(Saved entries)
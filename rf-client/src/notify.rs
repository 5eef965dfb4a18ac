use std::fmt;

use serde::Serialize;

#[derive(Debug, Clone, Copy, PartialEq, Eq, Serialize)]
#[serde(rename_all = "lowercase")]
pub enum NoticeLevel {
    Success,
    Info,
    Error,
}

/// A short, non-blocking message for the user, like a toast.
#[derive(Debug, Clone, PartialEq, Eq, Serialize)]
pub struct Notice {
    pub level: NoticeLevel,
    pub message: String,
}

impl Notice {
    pub fn success(message: impl Into<String>) -> Self {
        Self {
            level: NoticeLevel::Success,
            message: message.into(),
        }
    }

    pub fn info(message: impl Into<String>) -> Self {
        Self {
            level: NoticeLevel::Info,
            message: message.into(),
        }
    }

    pub fn error(message: impl Into<String>) -> Self {
        Self {
            level: NoticeLevel::Error,
            message: message.into(),
        }
    }
}

impl fmt::Display for Notice {
    fn fmt(&self, f: &mut fmt::Formatter<'_>) -> fmt::Result {
        let marker = match self.level {
            NoticeLevel::Success => "ok",
            NoticeLevel::Info => "info",
            NoticeLevel::Error => "error",
        };
        write!(f, "[{}] {}", marker, self.message)
    }
}
use std::collections::BTreeMap;

use serde::{Deserialize, Serialize};
use strum::{AsRefStr, Display, EnumIter, EnumString, IntoEnumIterator};

/// A named filter dimension understood by the recipe API.
///
/// Variant order is the order facets are written into a request.
#[derive(
    Debug,
    Clone,
    Copy,
    PartialEq,
    Eq,
    PartialOrd,
    Ord,
    Hash,
    Serialize,
    Deserialize,
    AsRefStr,
    Display,
    EnumIter,
    EnumString,
)]
#[serde(rename_all = "camelCase")]
#[strum(serialize_all = "camelCase")]
pub enum Facet {
    Diet,
    Health,
    CuisineType,
    MealType,
    DishType,
}

#[derive(Debug, Clone, Copy, PartialEq, Eq, Serialize)]
pub struct FilterOption {
    pub value: &'static str,
    pub label: &'static str,
}

const fn opt(value: &'static str, label: &'static str) -> FilterOption {
    FilterOption { value, label }
}

pub const DIET_OPTIONS: &[FilterOption] = &[
    opt("balanced", "Balanced"),
    opt("high-fiber", "High Fiber"),
    opt("high-protein", "High Protein"),
    opt("low-carb", "Low Carb"),
    opt("low-fat", "Low Fat"),
    opt("low-sodium", "Low Sodium"),
];

pub const HEALTH_OPTIONS: &[FilterOption] = &[
    opt("alcohol-free", "Alcohol-free"),
    opt("dairy-free", "Dairy-free"),
    opt("egg-free", "Egg-free"),
    opt("gluten-free", "Gluten-free"),
    opt("keto-friendly", "Keto"),
    opt("kosher", "Kosher"),
    opt("low-sugar", "Low Sugar"),
    opt("paleo", "Paleo"),
    opt("peanut-free", "Peanut-free"),
    opt("pescatarian", "Pescatarian"),
    opt("vegan", "Vegan"),
    opt("vegetarian", "Vegetarian"),
];

pub const MEAL_TYPE_OPTIONS: &[FilterOption] = &[
    opt("breakfast", "Breakfast"),
    opt("lunch", "Lunch"),
    opt("dinner", "Dinner"),
    opt("snack", "Snack"),
    opt("teatime", "Teatime"),
];

pub const CUISINE_TYPE_OPTIONS: &[FilterOption] = &[
    opt("american", "American"),
    opt("asian", "Asian"),
    opt("caribbean", "Caribbean"),
    opt("chinese", "Chinese"),
    opt("french", "French"),
    opt("indian", "Indian"),
    opt("italian", "Italian"),
    opt("japanese", "Japanese"),
    opt("mediterranean", "Mediterranean"),
    opt("mexican", "Mexican"),
    opt("middle eastern", "Middle Eastern"),
];

impl Facet {
    /// The query parameter name, e.g. `cuisineType`.
    pub fn param(&self) -> &'static str {
        match self {
            Facet::Diet => "diet",
            Facet::Health => "health",
            Facet::CuisineType => "cuisineType",
            Facet::MealType => "mealType",
            Facet::DishType => "dishType",
        }
    }

    pub fn title(&self) -> &'static str {
        match self {
            Facet::Diet => "Diet",
            Facet::Health => "Health",
            Facet::CuisineType => "Cuisine",
            Facet::MealType => "Meal",
            Facet::DishType => "Dish",
        }
    }

    /// Known options for this facet. Dish types have no catalog but are still accepted.
    pub fn options(&self) -> &'static [FilterOption] {
        match self {
            Facet::Diet => DIET_OPTIONS,
            Facet::Health => HEALTH_OPTIONS,
            Facet::CuisineType => CUISINE_TYPE_OPTIONS,
            Facet::MealType => MEAL_TYPE_OPTIONS,
            Facet::DishType => &[],
        }
    }

    /// Display label for a value, falling back to the value itself.
    pub fn label_for<'a>(&self, value: &'a str) -> &'a str {
        self.options()
            .iter()
            .find(|o| o.value == value)
            .map(|o| o.label)
            .unwrap_or(value)
    }
}

/// Selected values per facet.
///
/// Values are unioned within a facet and facets are intersected, as far as the
/// API is concerned. Every mutator keeps the map free of empty facets.
#[derive(Debug, Clone, Default, PartialEq, Eq, Serialize, Deserialize)]
#[serde(transparent)]
pub struct SearchFilters(BTreeMap<Facet, Vec<String>>);

impl SearchFilters {
    pub fn new() -> Self {
        Self::default()
    }

    /// Replace the values for a facet. An empty list removes the facet.
    pub fn set<I, S>(&mut self, facet: Facet, values: I) -> &mut Self
    where
        I: IntoIterator<Item = S>,
        S: Into<String>,
    {
        let mut deduped: Vec<String> = vec![];
        for value in values.into_iter().map(Into::into) {
            if !deduped.contains(&value) {
                deduped.push(value);
            }
        }
        if deduped.is_empty() {
            self.0.remove(&facet);
        } else {
            self.0.insert(facet, deduped);
        }
        self
    }

    /// Builder form of [`SearchFilters::set`].
    pub fn with<I, S>(mut self, facet: Facet, values: I) -> Self
    where
        I: IntoIterator<Item = S>,
        S: Into<String>,
    {
        self.set(facet, values);
        self
    }

    pub fn values(&self, facet: Facet) -> &[String] {
        self.0.get(&facet).map(Vec::as_slice).unwrap_or(&[])
    }

    pub fn contains(&self, facet: Facet, value: &str) -> bool {
        self.values(facet).iter().any(|v| v == value)
    }

    /// Select the value if it is not selected, otherwise deselect it.
    pub fn toggle(&mut self, facet: Facet, value: &str) {
        if self.contains(facet, value) {
            self.remove(facet, value);
        } else {
            self.0.entry(facet).or_default().push(value.to_string());
        }
    }

    pub fn remove(&mut self, facet: Facet, value: &str) {
        if let Some(values) = self.0.get_mut(&facet) {
            values.retain(|v| v != value);
            if values.is_empty() {
                self.0.remove(&facet);
            }
        }
    }

    pub fn clear(&mut self) {
        self.0.clear();
    }

    /// Drop facets with no values, e.g. after deserializing user input.
    pub fn cleaned(mut self) -> Self {
        self.0.retain(|_, values| !values.is_empty());
        self
    }

    pub fn is_empty(&self) -> bool {
        self.0.values().all(Vec::is_empty)
    }

    /// Total number of selected values across all facets.
    pub fn active_count(&self) -> usize {
        self.0.values().map(Vec::len).sum()
    }

    /// Query parameters, one pair per selected value, in facet order.
    pub fn query_pairs(&self) -> impl Iterator<Item = (&'static str, &str)> {
        Facet::iter().flat_map(move |facet| {
            self.values(facet)
                .iter()
                .map(move |value| (facet.param(), value.as_str()))
        })
    }
}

* _TRY IT_
Every line above should be printed again exactly as it stands.

* _WORKED SOLUTION_
filename rf-client/src/notify.rs
repository 5eef965dfb4a18ac
use std::fmt;

use serde::Serialize;

#[derive(Debug, Clone, Copy, PartialEq, Eq, Serialize)]
#[serde(rename_all = "lowercase")]
pub enum NoticeLevel {
    Success,
    Info,
    Error,
}

/// A short, non-blocking message for the user, like a toast.
#[derive(Debug, Clone, PartialEq, Eq, Serialize)]
pub struct Notice {
    pub level: NoticeLevel,
    pub message: String,
}

impl Notice {
    pub fn success(message: impl Into<String>) -> Self {
        Self {
            level: NoticeLevel::Success,
            message: message.into(),
        }
    }

    pub fn info(message: impl Into<String>) -> Self {
        Self {
            level: NoticeLevel::Info,
            message: message.into(),
        }
    }

    pub fn error(message: impl Into<String>) -> Self {
        Self {
            level: NoticeLevel::Error,
            message: message.into(),
        }
    }
}

impl fmt::Display for Notice {
    fn fmt(&self, f: &mut fmt::Formatter<'_>) -> fmt::Result {
        let marker = match self.level {
            NoticeLevel::Success => "ok",
            NoticeLevel::Info => "info",
            NoticeLevel::Error => "error",
        };
        write!(f, "[{}] {}", marker, self.message)
    }
}
use std::collections::BTreeMap;

use serde::{Deserialize, Serialize};
use strum::{AsRefStr, Display, EnumIter, EnumString, IntoEnumIterator};

/// A named filter dimension understood by the recipe API.
///
/// Variant order is the order facets are written into a request.
#[derive(
    Debug,
    Clone,
    Copy,
    PartialEq,
    Eq,
    PartialOrd,
    Ord,
    Hash,
    Serialize,
    Deserialize,
    AsRefStr,
    Display,
    EnumIter,
    EnumString,
)]
#[serde(rename_all = "camelCase")]
#[strum(serialize_all = "camelCase")]
pub enum Facet {
    Diet,
    Health,
    CuisineType,
    MealType,
    DishType,
}

#[derive(Debug, Clone, Copy, PartialEq, Eq, Serialize)]
pub struct FilterOption {
    pub value: &'static str,
    pub label: &'static str,
}

const fn opt(value: &'static str, label: &'static str) -> FilterOption {
    FilterOption { value, label }
}

pub const DIET_OPTIONS: &[FilterOption] = &[
    opt("balanced", "Balanced"),
    opt("high-fiber", "High Fiber"),
    opt("high-protein", "High Protein"),
    opt("low-carb", "Low Carb"),
    opt("low-fat", "Low Fat"),
    opt("low-sodium", "Low Sodium"),
];

pub const HEALTH_OPTIONS: &[FilterOption] = &[
    opt("alcohol-free", "Alcohol-free"),
    opt("dairy-free", "Dairy-free"),
    opt("egg-free", "Egg-free"),
    opt("gluten-free", "Gluten-free"),
    opt("keto-friendly", "Keto"),
    opt("kosher", "Kosher"),
    opt("low-sugar", "Low Sugar"),
    opt("paleo", "Paleo"),
    opt("peanut-free", "Peanut-free"),
    opt("pescatarian", "Pescatarian"),
    opt("vegan", "Vegan"),
    opt("vegetarian", "Vegetarian"),
];

pub const MEAL_TYPE_OPTIONS: &[FilterOption] = &[
    opt("breakfast", "Breakfast"),
    opt("lunch", "Lunch"),
    opt("dinner", "Dinner"),
    opt("snack", "Snack"),
    opt("teatime", "Teatime"),
];

pub const CUISINE_TYPE_OPTIONS: &[FilterOption] = &[
    opt("american", "American"),
    opt("asian", "Asian"),
    opt("caribbean", "Caribbean"),
    opt("chinese", "Chinese"),
    opt("french", "French"),
    opt("indian", "Indian"),
    opt("italian", "Italian"),
    opt("japanese", "Japanese"),
    opt("mediterranean", "Mediterranean"),
    opt("mexican", "Mexican"),
    opt("middle eastern", "Middle Eastern"),
];

impl Facet {
    /// The query parameter name, e.g. `cuisineType`.
    pub fn param(&self) -> &'static str {
        match self {
            Facet::Diet => "diet",
            Facet::Health => "health",
            Facet::CuisineType => "cuisineType",
            Facet::MealType => "mealType",
            Facet::DishType => "dishType",
        }
    }

    pub fn title(&self) -> &'static str {
        match self {
            Facet::Diet => "Diet",
            Facet::Health => "Health",
            Facet::CuisineType => "Cuisine",
            Facet::MealType => "Meal",
            Facet::DishType => "Dish",
        }
    }

    /// Known options for this facet. Dish types have no catalog but are still accepted.
    pub fn options(&self) -> &'static [FilterOption] {
        match self {
            Facet::Diet => DIET_OPTIONS,
            Facet::Health => HEALTH_OPTIONS,
            Facet::CuisineType => CUISINE_TYPE_OPTIONS,
            Facet::MealType => MEAL_TYPE_OPTIONS,
            Facet::DishType => &[],
        }
    }

    /// Display label for a value, falling back to the value itself.
    pub fn label_for<'a>(&self, value: &'a str) -> &'a str {
        self.options()
            .iter()
            .find(|o| o.value == value)
            .map(|o| o.label)
            .unwrap_or(value)
    }
}

/// Selected values per facet.
///
/// Values are unioned within a facet and facets are intersected, as far as the
/// API is concerned. Every mutator keeps the map free of empty facets.
#[derive(Debug, Clone, Default, PartialEq, Eq, Serialize, Deserialize)]
#[serde(transparent)]
pub struct SearchFilters(BTreeMap<Facet, Vec<String>>);

impl SearchFilters {
    pub fn new() -> Self {
        Self::default()
    }

    /// Replace the values for a facet. An empty list removes the facet.
    pub fn set<I, S>(&mut self, facet: Facet, values: I) -> &mut Self
    where
        I: IntoIterator<Item = S>,
        S: Into<String>,
    {
        let mut deduped: Vec<String> = vec![];
        for value in values.into_iter().map(Into::into) {
            if !deduped.contains(&value) {
                deduped.push(value);
            }
        }
        if deduped.is_empty() {
            self.0.remove(&facet);
        } else {
            self.0.insert(facet, deduped);
        }
        self
    }

    /// Builder form of [`SearchFilters::set`].
    pub fn with<I, S>(mut self, facet: Facet, values: I) -> Self
    where
        I: IntoIterator<Item = S>,
        S: Into<String>,
    {
        self.set(facet, values);
        self
    }

    pub fn values(&self, facet: Facet) -> &[String] {
        self.0.get(&facet).map(Vec::as_slice).unwrap_or(&[])
    }

    pub fn contains(&self, facet: Facet, value: &str) -> bool {
        self.values(facet).iter().any(|v| v == value)
    }

    /// Select the value if it is not selected, otherwise deselect it.
    pub fn toggle(&mut self, facet: Facet, value: &str) {
        if self.contains(facet, value) {
            self.remove(facet, value);
        } else {
            self.0.entry(facet).or_default().push(value.to_string());
        }
    }

    pub fn remove(&mut self, facet: Facet, value: &str) {
        if let Some(values) = self.0.get_mut(&facet) {
            values.retain(|v| v != value);
            if values.is_empty() {
                self.0.remove(&facet);
            }
        }
    }

    pub fn clear(&mut self) {
        self.0.clear();
    }

    /// Drop facets with no values, e.g. after deserializing user input.
    pub fn cleaned(mut self) -> Self {
        self.0.retain(|_, values| !values.is_empty());
        self
    }

    pub fn is_empty(&self) -> bool {
        self.0.values().all(Vec::is_empty)
    }

    /// Total number of selected values across all facets.
    pub fn active_count(&self) -> usize {
        self.0.values().map(Vec::len).sum()
    }

    /// Query parameters, one pair per selected value, in facet order.
    pub fn query_pairs(&self) -> impl Iterator<Item = (&'static str, &str)> {
        Facet::iter().flat_map(move |facet| {
            self.values(facet)
                .iter()
                .map(move |value| (facet.param(), value.as_str()))
        })
    }
}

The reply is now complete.